Alison : [44:23] So for you, you said you started researching stuff around 26, but it was kind of like a slow drip. Like, okay, I'll start eating organic, I'll start cutting gluten, I'll do these things. Like the current regimen you're on now, how long would you say you've been doing, like those very specific things?
Nurse Doza : [44:36] Probably like the last two years I'd say. Yeah. Where I'd focus a lot on energy, like keeping my ATP up and you know, and like NAD levels really try. I think like the next thing I would try is the prolonged fasting. But yeah, and like specific supplements like really do help for me, like Resveratrol, which is in like the vitamin pack. You know, I noticed like that really does like give me a little bit of a boost energy. Caring for my liver too, like I make sure every day I'm doing something to like gently detox my liver just because I also know all that antibiotic use affects your liver as well too. It's like not just the gut. So, yeah, I mean every day, my arsenal of supplements is just like, you wouldn't believe. I feel like I could open up a shop.
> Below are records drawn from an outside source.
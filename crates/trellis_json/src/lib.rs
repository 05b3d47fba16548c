#![doc = include_str!("../README.md")]

// -----------------------------------------------------------------------------
// Modules

mod config;
mod engine;
mod error;

pub mod de;
pub mod describe;
pub mod meta;
pub mod ser;
pub mod token;
pub mod writer;

// -----------------------------------------------------------------------------
// Top-Level exports

pub use config::{EngineConfig, TypeAliases, TypeMetadataMode, UnknownKeys};
pub use describe::Rule;
pub use engine::Engine;
pub use error::{DeserializeError, SerializeError};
Allison : [45:33] Yeah, I'm sure. The thing that popped into my head is like you mentioned earlier too, that stuff like this takes time and obviously like could you give a little bit of insight for yourself at least like how that evolution from, okay, I'll go gluten free to like, shit, I'm really obsessed with the human body. I want to learn about all these specific supplements like Resveratrol. Because I think a lot of people hear messages like yours and they're so excited that someone like you has come as far as you have, but it's really important that they remember like you started with something simple like eating organic. You know, I think people hear where you're at now and you're like, Oh, prolonged fasting and NAD supplementation and Resveratrol and I eat this many times a day and I sleep this long and they get overwhelmed because they're like, Oh my God, I need to do all of those things right now. But really, it's kind of like the microbiome. You pick up the health habits with time and your kind of like add to your arsenal. So, like how did your development from, okay, I'll eat organic evolved to now where you're like, cool, I know all this stuff about supplements.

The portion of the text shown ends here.